The European Central Bank has wrapped up its assessment of distributed ledger technology prior to deciding on implementing a digital euro.
According to reports released last Friday, the European Central Bank (ECB) has finalised prototypes for a digital euro in preparation to carry out development of a digital version of the EU’s fiat currency.
The ECB says that the potential central bank digital currency (CBDC) can propel innovation in the region, but the bank appears to be sceptical about using distributed ledger technology and smart contracts – the technology that Web3 architecture is based on.
“This exercise shows that it is possible to smoothly integrate the digital euro design choices into the existing payment landscape while leaving ample scope for innovative features and technologies,” ECB Executive Board member Fabio Panetta wrote in a letter to the European Parliament’s Irene Tinagli.
Panetta adds that the findings from the investigation “will serve as input for both the functional and technical design of a digital euro.”
The idea of a digital euro first made rounds not as a fiat currency – but as an answer to Facebook’s now-failed digital currency project, Libra. Libra then underwent a name change to diem, where after a few months, the idea has been abandoned since.
The ECB’s digital currency prototypes have been plagued by much controversy, resulting in EU lawmakers turning fire due to US retail giant Amazon’s involvement in the possible development of the digital euro over concerns of privacy and taxation.

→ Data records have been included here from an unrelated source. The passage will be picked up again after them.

//! Correlation heatmap.

use super::{PlotConfig, PlotError, Svg};
use crate::diagnostics::CorrelationMatrix;
use plotters::prelude::*;

const COLORBAR_WIDTH: u32 = 100;

/// Blue for -1, white for 0, red for +1. NaN is grey.
fn diverging(value: f64) -> RGBColor {
    if value.is_nan() {
        return RGBColor(200, 200, 200);
    }
    let t = value.clamp(-1.0, 1.0);
    let fade = |c: u8| (255.0 - (255.0 - c as f64) * t.abs()).round() as u8;
    if t >= 0.0 {
        RGBColor(fade(180), fade(20), fade(40))
    } else {
        RGBColor(fade(30), fade(70), fade(170))
    }
}

/// Heatmap of the strict lower triangle of `matrix`.
///
/// The upper triangle and the diagonal are masked, so each pair appears once.
/// Row 0 is drawn at the top.
pub fn correlation_heatmap(
    matrix: &CorrelationMatrix,
    config: &PlotConfig,
) -> Result<Svg, PlotError> {
    config.validate()?;
    let k = matrix.size();
    if k == 0 {
        return Err(PlotError::EmptyData);
    }
    let names = matrix.names();
    let top = k as i32 - 1;

    let mut buf = String::new();
    {
        let root = SVGBackend::with_string(&mut buf, (config.width, config.height))
            .into_drawing_area();
        root.fill(&WHITE).map_err(PlotError::render)?;

        let (main, bar) =
            root.split_horizontally(config.width.saturating_sub(COLORBAR_WIDTH));

        let mut chart = ChartBuilder::on(&main)
            .caption("Correlation matrix", ("sans-serif", 22))
            .margin(10)
            .x_label_area_size(80)
            .y_label_area_size(100)
            .build_cartesian_2d(
                (0..k as i32).into_segmented(),
                (0..k as i32).into_segmented(),
            )
            .map_err(PlotError::render)?;

        let x_label = |v: &SegmentValue<i32>| match v {
            SegmentValue::CenterOf(j) => names.get(*j as usize).cloned().unwrap_or_default(),
            _ => String::new(),
        };
        let y_label = |v: &SegmentValue<i32>| match v {
            SegmentValue::CenterOf(y) if *y <= top => names
                .get((top - *y) as usize)
                .cloned()
                .unwrap_or_default(),
            _ => String::new(),
        };

        chart
            .configure_mesh()
            .disable_mesh()
            .x_labels(k)
            .y_labels(k)
            .x_label_formatter(&x_label)
            .y_label_formatter(&y_label)
            .label_style(("sans-serif", 12))
            .draw()
            .map_err(PlotError::render)?;

        let cells = (1..k).flat_map(|i| (0..i).map(move |j| (i, j)));
        chart
            .draw_series(cells.map(|(i, j)| {
                let x = j as i32;
                let y = top - i as i32;
                Rectangle::new(
                    [
                        (SegmentValue::Exact(x), SegmentValue::Exact(y)),
                        (SegmentValue::Exact(x + 1), SegmentValue::Exact(y + 1)),
                    ],
                    diverging(matrix.get(i, j)).filled(),
                )
            }))
            .map_err(PlotError::render)?;

        draw_colorbar(&bar)?;
        root.present().map_err(PlotError::render)?;
    }

    tracing::trace!(columns = k, "rendered correlation heatmap");
    Ok(Svg(buf))
}

fn draw_colorbar<DB: DrawingBackend>(
    area: &DrawingArea<DB, plotters::coord::Shift>,
) -> Result<(), PlotError> {
    const STEPS: usize = 50;

    let mut chart = ChartBuilder::on(area)
        .margin_top(60)
        .margin_bottom(90)
        .margin_right(10)
        .y_label_area_size(40)
        .build_cartesian_2d(0.0..1.0, -1.0..1.0)
        .map_err(PlotError::render)?;

    chart
        .configure_mesh()
        .disable_mesh()
        .disable_x_axis()
        .y_labels(5)
        .draw()
        .map_err(PlotError::render)?;

    let step = 2.0 / STEPS as f64;
    chart
        .draw_series((0..STEPS).map(|s| {
            let lo = -1.0 + s as f64 * step;
            Rectangle::new(
                [(0.0, lo), (1.0, lo + step)],
                diverging(lo + step / 2.0).filled(),
            )
        }))
        .map_err(PlotError::render)?;

    Ok(())
}

#[cfg(test)]
mod tests {
    use super::*;
    use crate::core::DataFrame;

    #[test]
    fn test_diverging_endpoints() {
        assert_eq!(diverging(0.0), RGBColor(255, 255, 255));
        assert_eq!(diverging(1.0), RGBColor(180, 20, 40));
        assert_eq!(diverging(-1.0), RGBColor(30, 70, 170));
        assert_eq!(diverging(f64::NAN), RGBColor(200, 200, 200));
    }

    #[test]
    fn test_heatmap_renders_lower_triangle() {
        let df = DataFrame::new(vec![
            ("y", vec![1.0, 2.0, 3.0, 4.0]),
            ("a", vec![2.0, 4.0, 6.0, 9.0]),
            ("b", vec![4.0, 3.0, 1.0, 2.0]),
        ])
        .unwrap();
        let matrix = CorrelationMatrix::compute(&df);

        let svg = correlation_heatmap(&matrix, &PlotConfig::grid()).unwrap();
        let text = svg.as_str();
        assert!(text.contains("<svg"));
        assert!(text.contains("Correlation matrix"));
        assert!(text.contains("<rect"));
    }
}
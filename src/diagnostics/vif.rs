//! Variance inflation factors.

use super::DiagnosticError;
use crate::core::RegressionOptions;
use crate::solvers::{FittedRegressor, OlsRegressor, RegressionError, Regressor};
use crate::utils::detect_constant_columns;
use faer::{Col, Mat};
use std::fmt;

/// VIF of every column of `x`.
///
/// Column `j` is regressed (with intercept) on the remaining columns and
/// `VIF_j = 1 / (1 - R²_j)`. An exact linear combination of the other
/// columns scores `f64::INFINITY`, and so does a constant column, which is
/// collinear with the intercept. Otherwise, with fewer than two columns (or
/// three rows) every score is 1.
///
/// Non-finite values and failed auxiliary fits are returned as errors.
pub fn variance_inflation_factor(x: &Mat<f64>) -> Result<Col<f64>, DiagnosticError> {
    let (n, p) = (x.nrows(), x.ncols());
    if (0..p).any(|j| (0..n).any(|i| !x[(i, j)].is_finite())) {
        return Err(RegressionError::NumericalError(
            "feature matrix contains non-finite values".into(),
        )
        .into());
    }

    let constant = detect_constant_columns(x, RegressionOptions::default().rank_tolerance);
    let auxiliary = OlsRegressor::builder().compute_inference(false).build();

    let mut vif = Vec::with_capacity(p);
    for j in 0..p {
        let score = if constant[j] {
            f64::INFINITY
        } else if p < 2 || n < 3 {
            1.0
        } else {
            let others = Mat::from_fn(n, p - 1, |i, k| x[(i, k + usize::from(k >= j))]);
            let target = Col::from_fn(n, |i| x[(i, j)]);
            inflation(auxiliary.fit(&others, &target)?.r_squared())
        };
        vif.push(score);
    }

    Ok(Col::from_fn(p, |j| vif[j]))
}

fn inflation(r_squared: f64) -> f64 {
    let unexplained = 1.0 - r_squared;
    if unexplained <= 1e-14 {
        f64::INFINITY
    } else {
        (1.0 / unexplained).max(1.0)
    }
}

/// A feature's VIF.
#[derive(Debug, Clone, PartialEq)]
pub struct VifScore {
    pub vif: f64,
    pub feature: String,
}

impl VifScore {
    pub fn exceeds(&self, threshold: f64) -> bool {
        self.vif > threshold
    }
}

impl fmt::Display for VifScore {
    fn fmt(&self, f: &mut fmt::Formatter<'_>) -> fmt::Result {
        write!(f, "{:>12.6}  {}", self.vif, self.feature)
    }
}

/// VIF of each column of `x`, paired with `names` in column order.
///
/// These are centered VIFs: every auxiliary regression carries an
/// intercept. The uncentered variant, which regresses each column on the
/// others through the origin, reports different (usually larger) values
/// for the same data.
pub fn vif_scores<S: AsRef<str>>(
    names: &[S],
    x: &Mat<f64>,
) -> Result<Vec<VifScore>, DiagnosticError> {
    let vif = variance_inflation_factor(x)?;
    Ok(names
        .iter()
        .zip(vif.iter())
        .map(|(name, &vif)| VifScore {
            vif,
            feature: name.as_ref().to_string(),
        })
        .collect())
}

/// Features scoring above `threshold` (5 is the usual cut-off).
pub fn high_vif_features(scores: &[VifScore], threshold: f64) -> Vec<&str> {
    scores
        .iter()
        .filter(|s| s.exceeds(threshold))
        .map(|s| s.feature.as_str())
        .collect()
}
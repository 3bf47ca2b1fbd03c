//! Tabular data with named numeric columns.
//!
//! Column 0 is the target (dependent variable); every following column is
//! a feature. All columns are `f64` and share one row count.

use faer::{Col, Mat};
use thiserror::Error;

/// Errors raised while building or indexing a [`DataFrame`].
#[derive(Debug, Error, PartialEq)]
pub enum FrameError {
    #[error("data frame must contain at least one column")]
    NoColumns,

    #[error("column '{name}' has {len} rows, expected {expected}")]
    LengthMismatch {
        name: String,
        len: usize,
        expected: usize,
    },

    #[error("duplicate column name '{0}'")]
    DuplicateColumn(String),

    #[error("unknown column '{0}'")]
    UnknownColumn(String),

    #[error("need at least {needed} columns, got {got}")]
    TooFewColumns { needed: usize, got: usize },
}

/// An ordered set of equally long, uniquely named numeric columns.
#[derive(Debug, Clone, PartialEq)]
pub struct DataFrame {
    names: Vec<String>,
    columns: Vec<Vec<f64>>,
    n_rows: usize,
}

impl DataFrame {
    /// Build a frame from `(name, values)` pairs, in order.
    pub fn new<S, I>(columns: I) -> Result<Self, FrameError>
    where
        S: Into<String>,
        I: IntoIterator<Item = (S, Vec<f64>)>,
    {
        let mut names: Vec<String> = Vec::new();
        let mut values: Vec<Vec<f64>> = Vec::new();

        for (name, col) in columns {
            let name = name.into();
            if names.contains(&name) {
                return Err(FrameError::DuplicateColumn(name));
            }
            if let Some(first) = values.first() {
                if col.len() != first.len() {
                    return Err(FrameError::LengthMismatch {
                        name,
                        len: col.len(),
                        expected: first.len(),
                    });
                }
            }
            names.push(name);
            values.push(col);
        }

        if names.is_empty() {
            return Err(FrameError::NoColumns);
        }

        let n_rows = values[0].len();
        Ok(Self {
            names,
            columns: values,
            n_rows,
        })
    }

    pub fn n_rows(&self) -> usize {
        self.n_rows
    }

    pub fn n_columns(&self) -> usize {
        self.names.len()
    }

    /// Column names in order, target first.
    pub fn names(&self) -> &[String] {
        &self.names
    }

    /// Name of the target column (column 0).
    pub fn target_name(&self) -> &str {
        &self.names[0]
    }

    /// Names of the feature columns (columns 1..).
    pub fn feature_names(&self) -> &[String] {
        &self.names[1..]
    }

    /// Values of the target column.
    pub fn target(&self) -> &[f64] {
        &self.columns[0]
    }

    /// Column by position.
    pub fn column_at(&self, index: usize) -> Option<&[f64]> {
        self.columns.get(index).map(Vec::as_slice)
    }

    /// Column by name.
    pub fn column(&self, name: &str) -> Result<&[f64], FrameError> {
        self.position(name)
            .map(|idx| self.columns[idx].as_slice())
            .ok_or_else(|| FrameError::UnknownColumn(name.to_string()))
    }

    pub fn position(&self, name: &str) -> Option<usize> {
        self.names.iter().position(|n| n == name)
    }

    /// Error unless the frame has at least `needed` columns.
    pub fn require_columns(&self, needed: usize) -> Result<(), FrameError> {
        if self.n_columns() < needed {
            return Err(FrameError::TooFewColumns {
                needed,
                got: self.n_columns(),
            });
        }
        Ok(())
    }

    /// Target column as a `faer` vector.
    pub fn target_vector(&self) -> Col<f64> {
        let y = &self.columns[0];
        Col::from_fn(self.n_rows, |i| y[i])
    }

    /// Feature columns as an `n_rows × (n_columns - 1)` matrix.
    pub fn feature_matrix(&self) -> Mat<f64> {
        let features = &self.columns[1..];
        Mat::from_fn(self.n_rows, features.len(), |i, j| features[j][i])
    }

    /// Named columns as a matrix, in the order given.
    pub fn matrix_of<S: AsRef<str>>(&self, names: &[S]) -> Result<Mat<f64>, FrameError> {
        let cols = names
            .iter()
            .map(|n| self.column(n.as_ref()))
            .collect::<Result<Vec<_>, _>>()?;
        Ok(Mat::from_fn(self.n_rows, cols.len(), |i, j| cols[j][i]))
    }

    /// A new frame holding only the named columns, in the order given.
    pub fn select<S: AsRef<str>>(&self, names: &[S]) -> Result<DataFrame, FrameError> {
        let cols = names
            .iter()
            .map(|n| {
                let name = n.as_ref();
                self.column(name).map(|c| (name.to_string(), c.to_vec()))
            })
            .collect::<Result<Vec<_>, _>>()?;
        DataFrame::new(cols)
    }

    /// A new frame with every column reordered by ascending values of `name`.
    ///
    /// The sort is stable; NaN values sort last.
    pub fn sort_by(&self, name: &str) -> Result<DataFrame, FrameError> {
        let key = self.column(name)?;
        let mut order: Vec<usize> = (0..self.n_rows).collect();
        order.sort_by(|&a, &b| key[a].total_cmp(&key[b]));

        let columns = self
            .columns
            .iter()
            .map(|col| order.iter().map(|&i| col[i]).collect())
            .collect();

        Ok(Self {
            names: self.names.clone(),
            columns,
            n_rows: self.n_rows,
        })
    }
}
//! Pairwise scatter grid.

use super::{padded_range, PlotConfig, PlotError, Svg};
use crate::core::DataFrame;
use plotters::coord::Shift;
use plotters::prelude::*;

const BINS: usize = 10;

/// Bin edges and counts of `values` over `[lo, hi]`.
fn histogram(values: &[f64], lo: f64, hi: f64) -> Vec<(f64, f64, usize)> {
    let width = (hi - lo) / BINS as f64;
    let mut counts = [0usize; BINS];
    for &v in values.iter().filter(|v| v.is_finite()) {
        let bin = (((v - lo) / width).floor() as usize).min(BINS - 1);
        counts[bin] += 1;
    }
    counts
        .iter()
        .enumerate()
        .map(|(b, &c)| (lo + b as f64 * width, lo + (b + 1) as f64 * width, c))
        .collect()
}

/// A `k × k` grid over every column of `df`.
///
/// Panel `(i, j)` scatters column `j` (x) against column `i` (y); diagonal
/// panels hold a histogram of the column.
pub fn pair_grid(df: &DataFrame, config: &PlotConfig) -> Result<Svg, PlotError> {
    config.validate()?;
    let k = df.n_columns();
    if k == 0 || df.n_rows() == 0 {
        return Err(PlotError::EmptyData);
    }

    let columns: Vec<&[f64]> = (0..k).filter_map(|j| df.column_at(j)).collect();
    let ranges: Vec<(f64, f64)> = columns.iter().map(|c| padded_range(c.iter())).collect();
    let names = df.names();

    let mut buf = String::new();
    {
        let root = SVGBackend::with_string(&mut buf, (config.width, config.height))
            .into_drawing_area();
        root.fill(&WHITE).map_err(PlotError::render)?;

        for (idx, panel) in root.split_evenly((k, k)).iter().enumerate() {
            let (i, j) = (idx / k, idx % k);
            let x_desc = if i == k - 1 { names[j].as_str() } else { "" };
            let y_desc = if j == 0 { names[i].as_str() } else { "" };

            if i == j {
                draw_histogram(panel, columns[i], ranges[i], (x_desc, y_desc))?;
            } else {
                draw_scatter(
                    panel,
                    (columns[j], columns[i]),
                    (ranges[j], ranges[i]),
                    (x_desc, y_desc),
                    config.point_size,
                )?;
            }
        }

        root.present().map_err(PlotError::render)?;
    }

    tracing::trace!(columns = k, rows = df.n_rows(), "rendered pair grid");
    Ok(Svg(buf))
}

fn draw_scatter<DB: DrawingBackend>(
    area: &DrawingArea<DB, Shift>,
    (x, y): (&[f64], &[f64]),
    ((x0, x1), (y0, y1)): ((f64, f64), (f64, f64)),
    (x_desc, y_desc): (&str, &str),
    point_size: u32,
) -> Result<(), PlotError> {
    let mut chart = ChartBuilder::on(area)
        .margin(4)
        .x_label_area_size(30)
        .y_label_area_size(40)
        .build_cartesian_2d(x0..x1, y0..y1)
        .map_err(PlotError::render)?;

    chart
        .configure_mesh()
        .x_labels(3)
        .y_labels(3)
        .x_desc(x_desc)
        .y_desc(y_desc)
        .label_style(("sans-serif", 10))
        .draw()
        .map_err(PlotError::render)?;

    chart
        .draw_series(
            x.iter()
                .zip(y)
                .filter(|(a, b)| a.is_finite() && b.is_finite())
                .map(|(&a, &b)| Circle::new((a, b), point_size, BLUE.mix(0.6).filled())),
        )
        .map_err(PlotError::render)?;

    Ok(())
}

fn draw_histogram<DB: DrawingBackend>(
    area: &DrawingArea<DB, Shift>,
    values: &[f64],
    (lo, hi): (f64, f64),
    (x_desc, y_desc): (&str, &str),
) -> Result<(), PlotError> {
    let bins = histogram(values, lo, hi);
    let peak = bins.iter().map(|&(_, _, c)| c).max().unwrap_or(0).max(1);

    let mut chart = ChartBuilder::on(area)
        .margin(4)
        .x_label_area_size(30)
        .y_label_area_size(40)
        .build_cartesian_2d(lo..hi, 0.0..peak as f64 * 1.1)
        .map_err(PlotError::render)?;

    chart
        .configure_mesh()
        .x_labels(3)
        .y_labels(3)
        .x_desc(x_desc)
        .y_desc(y_desc)
        .label_style(("sans-serif", 10))
        .draw()
        .map_err(PlotError::render)?;

    chart
        .draw_series(bins.iter().filter(|&&(_, _, c)| c > 0).map(|&(a, b, c)| {
            Rectangle::new([(a, 0.0), (b, c as f64)], BLUE.mix(0.5).filled())
        }))
        .map_err(PlotError::render)?;

    Ok(())
}

#[cfg(test)]
mod tests {
    use super::*;

    #[test]
    fn test_histogram_counts_every_value() {
        let values = [0.0, 0.5, 1.0, 9.99, 10.0, f64::NAN];
        let bins = histogram(&values, 0.0, 10.0);

        assert_eq!(bins.len(), BINS);
        assert_eq!(bins.iter().map(|b| b.2).sum::<usize>(), 5);
        assert_eq!(bins[0].2, 2);
        // The upper edge falls in the last bin.
        assert_eq!(bins[9].2, 2);
    }

    #[test]
    fn test_pair_grid_renders() {
        let df = DataFrame::new(vec![
            ("a", vec![1.0, 2.0, 3.0, 4.0, 5.0]),
            ("b", vec![2.0, 1.0, 4.0, 3.0, 6.0]),
        ])
        .unwrap();

        let svg = pair_grid(&df, &PlotConfig::grid()).unwrap();
        assert!(svg.as_str().contains("<svg"));
        assert!(svg.as_str().contains("circle"));
    }

    #[test]
    fn test_single_column_grid_is_one_histogram() {
        let df = DataFrame::new(vec![("a", vec![1.0, 1.0, 2.0])]).unwrap();
        let svg = pair_grid(&df, &PlotConfig::grid()).unwrap();
        assert!(svg.as_str().contains("<rect"));
    }
}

As EU lawmakers demanded for changes to be made, Panetta appears to downplay Amazon’s involvement in the project, saying that the digital euro prototypes “lab experiment” to be “discarded and not used further.”
Designing the digital euro
During the back-end development process of a digital euro prototype, the ECB opted to devise their own crypto transaction mechanism instead of choosing a route which uses distributed ledger technology.
The centralised approach used by the ECB utilises unspent transaction outputs – or UTXO – to bring fast and efficient validation of transactions.” The UTXO system also supports a variety of payment types while protecting user privacy, according to the ECB’s report.
The ECB’s design also allows for conditional payments to be made even without leveraging smart contract technology – a popular form of automated software prominent in the decentralised finance industry.
What’s next?
The European Commission is expected to publish a bill that covers the digital euro’s privacy safeguards and more in June.
However, EU lawmakers seem that they won’t be that easily convinced, having shown scepticism over the potential benefits of a CBDC. Amongst the complaints include the doubt that a CBDC can make room for innovations such as programmable money, where its users can use such technology to control how funds are subsequently used.
The EU has been one of many jurisdictions around the world contemplating the implementation of a CBDC, joining its neighbours at the Bank of England.
According to a mid-2022 survey conducted by the Bank for International Settlements, nine out of 10 central banks around the globe were exploring a CBDC at the time.
The survey also shows that central banks have comparatively shown more interest in researching retail CBDCs, meaning digital currencies that are designed to be used by consumers, rather than a wholesale CBDC, which is intended for bank use.